Editor's Note: This editorial first appeared on our sister paper's, Northwest Florida Daily News, website.

Forget all that stuff about hard times and tight budgets. For local governments across Northwest Florida, happy days are here again. Fat wads of taxpayer cash are burning holes in politicians’ pockets.

That’s certainly how it looks. Elected officials are eyeing park projects that will cost huge sums — but which have already sparked objections related to location and funding.

In Destin, City Council members are talking about building a beach park on Norriego Point, a finger of land that’s notoriously unstable. Norriego Point shrinks, grows and changes shape at the whim of everything from passing hurricanes to routine wave action.

But never mind. A Norriego Point Management Plan calls for a picnic pavilion, a sign-dotted walking trail, underground utilities, bike racks, restrooms, an access road and parking spaces on this patch of shifting sand. Total cost: about $690,000. Councilman Larry Williges said recently the new park could be “the crown jewel of Destin.”

Councilman Jim Wood was wary. “It seems like there should be some concerns,” he said, “about building a pavilion and parking area out there in an area that can be cut through by storm surge.”

We share Mr. Wood’s skepticism.

In Santa Rosa County, commissioners are considering building an “equestrian center,” or horse park, in East Milton. The facility would include a 200-by-300-foot covered pavilion, a judges’ booth, a meeting room and restrooms. It could also host rodeos and farm shows.

The likely price tag: $1.2 million for the first phase of construction.

One commissioner noted that Escambia County has its own equestrian center. It’s been around for 11 years and has lost money for 11 years.

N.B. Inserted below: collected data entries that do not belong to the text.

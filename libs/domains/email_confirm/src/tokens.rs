//! Confirmation token persistence
//!
//! Tokens are kept under two keys: `confirm:byUid:<uid>` holds the current
//! code for an account, `confirm:<code>` holds the token payload. Both carry
//! the same TTL; the store alone expires them. At most one token is live per
//! uid at any time.

use std::sync::Arc;
use std::time::Duration;

use crate::kv::{KvResult, KvStore};
use crate::models::ConfirmationToken;

const CODE_LEN: usize = 32;

pub(crate) fn uid_key(uid: u64) -> String {
    format!("confirm:byUid:{uid}")
}

pub(crate) fn code_key(code: &str) -> String {
    format!("confirm:{code}")
}

/// Generates, persists, and expires confirmation tokens
pub struct TokenStore<K> {
    kv: Arc<K>,
}

impl<K: KvStore> TokenStore<K> {
    pub fn new(kv: Arc<K>) -> Self {
        Self { kv }
    }

    /// Generate a fresh confirmation code (32 alphanumeric characters from
    /// the thread-local CSPRNG)
    pub fn generate_code() -> String {
        use rand::RngExt;
        use std::iter;
        let mut rng = rand::rng();
        iter::repeat_with(|| {
            let idx: u8 = rng.random_range(0..62);
            match idx {
                0..=9 => (b'0' + idx) as char,
                10..=35 => (b'a' + idx - 10) as char,
                _ => (b'A' + idx - 36) as char,
            }
        })
        .take(CODE_LEN)
        .collect()
    }

    /// Issue a token for `uid`, superseding any prior pending token
    ///
    /// The previous token (if any) is deleted first and can no longer be
    /// confirmed, even if its recipient never acted on it.
    pub async fn issue(&self, uid: u64, email: &str, expiry: Duration) -> KvResult<String> {
        self.invalidate(uid).await?;

        let code = Self::generate_code();
        let payload = serde_json::to_string(&ConfirmationToken {
            uid,
            email: email.to_string(),
        })?;

        self.kv.set_px(&uid_key(uid), &code, expiry).await?;
        self.kv.set_px(&code_key(&code), &payload, expiry).await?;

        Ok(code)
    }

    /// Look up a token by code; `None` when never issued or expired
    pub async fn resolve(&self, code: &str) -> KvResult<Option<ConfirmationToken>> {
        match self.kv.get(&code_key(code)).await? {
            Some(raw) => Ok(Some(serde_json::from_str(&raw)?)),
            None => Ok(None),
        }
    }

    /// The code currently pending for `uid`, if any
    pub async fn current_code(&self, uid: u64) -> KvResult<Option<String>> {
        self.kv.get(&uid_key(uid)).await
    }

    /// True iff a non-expired token exists for `uid`
    pub async fn is_pending(&self, uid: u64) -> KvResult<bool> {
        Ok(self.current_code(uid).await?.is_some())
    }

    /// Time until the current token expires, or `None` when none is pending
    pub async fn remaining_ttl(&self, uid: u64) -> KvResult<Option<Duration>> {
        self.kv.pttl(&uid_key(uid)).await
    }

    /// Delete both the uid mapping and the token payload; idempotent
    pub async fn invalidate(&self, uid: u64) -> KvResult<()> {
        let mut keys = vec![uid_key(uid)];
        if let Some(code) = self.kv.get(&uid_key(uid)).await? {
            keys.push(code_key(&code));
        }
        self.kv.del(&keys).await
    }

    /// Delete a consumed token payload by code
    pub async fn discard_code(&self, code: &str) -> KvResult<()> {
        self.kv.del(&[code_key(code)]).await
    }
}
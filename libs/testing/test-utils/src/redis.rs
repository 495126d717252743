//! Redis test infrastructure
//!
//! Provides a `TestRedis` helper that creates a Redis container for testing.

use redis::Client;
use redis::aio::MultiplexedConnection;
use testcontainers::runners::AsyncRunner;
use testcontainers::{ContainerAsync, ImageExt};
use testcontainers_modules::redis::Redis;

/// Test Redis wrapper that ensures proper cleanup
///
/// The container is automatically stopped and removed when this struct is dropped.
///
/// # Example
///
/// ```no_run
/// use test_utils::TestRedis;
/// use redis::AsyncCommands;
///
/// # async fn example() {
/// let redis = TestRedis::new().await;
/// let mut conn = redis.connection();
///
/// conn.set::<_, _, ()>("key", "value").await.unwrap();
/// let value: String = conn.get("key").await.unwrap();
/// assert_eq!(value, "value");
/// # }
/// ```
pub struct TestRedis {
    #[allow(dead_code)]
    container: ContainerAsync<Redis>,
    connection: MultiplexedConnection,
    pub connection_string: String,
}

impl TestRedis {
    /// Create a new test Redis instance
    ///
    /// Uses Redis 8 Alpine image by default.
    pub async fn new() -> Self {
        let redis_image = Redis::default().with_tag("8-alpine");

        let container = redis_image
            .start()
            .await
            .expect("Failed to start Redis container");

        let host_port = container
            .get_host_port_ipv4(6379)
            .await
            .expect("Failed to get Redis port");

        let connection_string = format!("redis://127.0.0.1:{}", host_port);

        let client =
            Client::open(connection_string.clone()).expect("Failed to create Redis client");

        let connection = client
            .get_multiplexed_async_connection()
            .await
            .expect("Failed to connect to Redis");

        tracing::info!(port = host_port, "Test Redis ready (Redis 8-alpine)");

        Self {
            container,
            connection,
            connection_string,
        }
    }

    /// Get a cloned connection (useful for passing to services)
    pub fn connection(&self) -> MultiplexedConnection {
        self.connection.clone()
    }

    /// Get the connection string for manual client creation
    pub fn connection_string(&self) -> &str {
        &self.connection_string
    }
}

// Container is automatically cleaned up when TestRedis is dropped
impl Drop for TestRedis {
    fn drop(&mut self) {
        tracing::debug!("Cleaning up test Redis container");
    }
}

#[cfg(test)]
mod tests {
    use super::*;
    use redis::AsyncCommands;

    #[tokio::test]
    async fn test_redis_set_get() {
        let redis = TestRedis::new().await;
        let mut conn = redis.connection();

        conn.set::<_, _, ()>("test_key", "test_value").await.unwrap();

        let value: String = conn.get("test_key").await.unwrap();
        assert_eq!(value, "test_value");
    }

    #[tokio::test]
    async fn test_redis_expiry() {
        let redis = TestRedis::new().await;
        let mut conn = redis.connection();

        conn.set_ex::<_, _, ()>("expiring_key", "value", 1)
            .await
            .unwrap();

        let exists: bool = conn.exists("expiring_key").await.unwrap();
        assert!(exists);

        tokio::time::sleep(tokio::time::Duration::from_secs(2)).await;

        let exists: bool = conn.exists("expiring_key").await.unwrap();
        assert!(!exists);
    }
}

“We need to look a little further down the road and understand what this is going to cost and how those costs are going to be met,” said Commissioner Jim Melvin. “I think it’s incumbent upon us, the stewards of the tax dollar, to take a very businesslike approach to this and understand the total ramifications …”

Mr. Melvin was talking about the equestrian park, but his words of caution apply equally to Destin’s Norriego Point project.